:: Records for this exercise

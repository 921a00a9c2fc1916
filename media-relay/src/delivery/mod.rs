//! Request routing and response plumbing for stream delivery.

mod format;
mod router;
mod sink;

pub use format::{SourceClass, classify, content_type};
pub use router::{Delivery, StreamRouter, X_ESTIMATED_CONTENT_LENGTH};
pub use sink::{ResponseSink, ResponseSource, response_pipe};
//! Engine command lines.

/// Muxer flags for MP4 output that a client can play while it is still
/// being written: no trailing index, one fragment per keyframe.
const FRAGMENTED_MP4_FLAGS: &str = "frag_keyframe+empty_moov+default_base_moof";

/// Normalized output of a re-encode.
#[derive(Debug, Clone, Copy, PartialEq, Eq)]
pub enum TranscodeTarget {
    Mp3Audio,
    Mp4Video,
}

impl TranscodeTarget {
    pub fn for_kind(is_audio: bool) -> Self {
        if is_audio {
            Self::Mp3Audio
        } else {
            Self::Mp4Video
        }
    }

    pub fn content_type(&self) -> &'static str {
        match self {
            Self::Mp3Audio => "audio/mpeg",
            Self::Mp4Video => "video/mp4",
        }
    }

    pub fn extension(&self) -> &'static str {
        match self {
            Self::Mp3Audio => ".mp3",
            Self::Mp4Video => ".mp4",
        }
    }
}

fn input_args(args: &mut Vec<String>, url: &str, user_agent: &str) {
    args.extend([
        "-user_agent".to_string(),
        user_agent.to_string(),
        "-i".to_string(),
        url.to_string(),
    ]);
}

fn output_args(args: &mut Vec<String>) {
    args.extend(
        ["-loglevel", "warning", "-nostdin", "pipe:1"]
            .into_iter()
            .map(String::from),
    );
}

/// Stream-copy the video of one input and the audio of another into fragmented MP4.
pub fn mux_args(video_url: &str, audio_url: &str, user_agent: &str) -> Vec<String> {
    let mut args = vec!["-hide_banner".to_string()];
    input_args(&mut args, video_url, user_agent);
    input_args(&mut args, audio_url, user_agent);

    args.extend(
        [
            "-map",
            "0:v",
            "-map",
            "1:a",
            "-c:v",
            "copy",
            "-c:a",
            "copy",
            "-movflags",
            FRAGMENTED_MP4_FLAGS,
            "-max_muxing_queue_size",
            "1024",
            "-f",
            "mp4",
        ]
        .into_iter()
        .map(String::from),
    );

    output_args(&mut args);
    args
}

/// Re-encode one input into `target`.
pub fn transcode_args(source_url: &str, target: TranscodeTarget, user_agent: &str) -> Vec<String> {
    let mut args = vec!["-hide_banner".to_string()];
    input_args(&mut args, source_url, user_agent);

    let codec_args: &[&str] = match target {
        TranscodeTarget::Mp3Audio => &["-vn", "-c:a", "libmp3lame", "-b:a", "192k", "-f", "mp3"],
        TranscodeTarget::Mp4Video => &[
            "-c:v",
            "libx264",
            "-preset",
            "ultrafast",
            "-crf",
            "23",
            "-c:a",
            "aac",
            "-b:a",
            "128k",
            "-movflags",
            FRAGMENTED_MP4_FLAGS,
            "-max_muxing_queue_size",
            "1024",
            "-f",
            "mp4",
        ],
    };
    args.extend(codec_args.iter().map(|arg| arg.to_string()));

    output_args(&mut args);
    args
}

::::

*Assigned task*: Select the lines from the entries that include the word "static".

*Reply to the task*:
    pub fn content_type(&self) -> &'static str {
    pub fn extension(&self) -> &'static str {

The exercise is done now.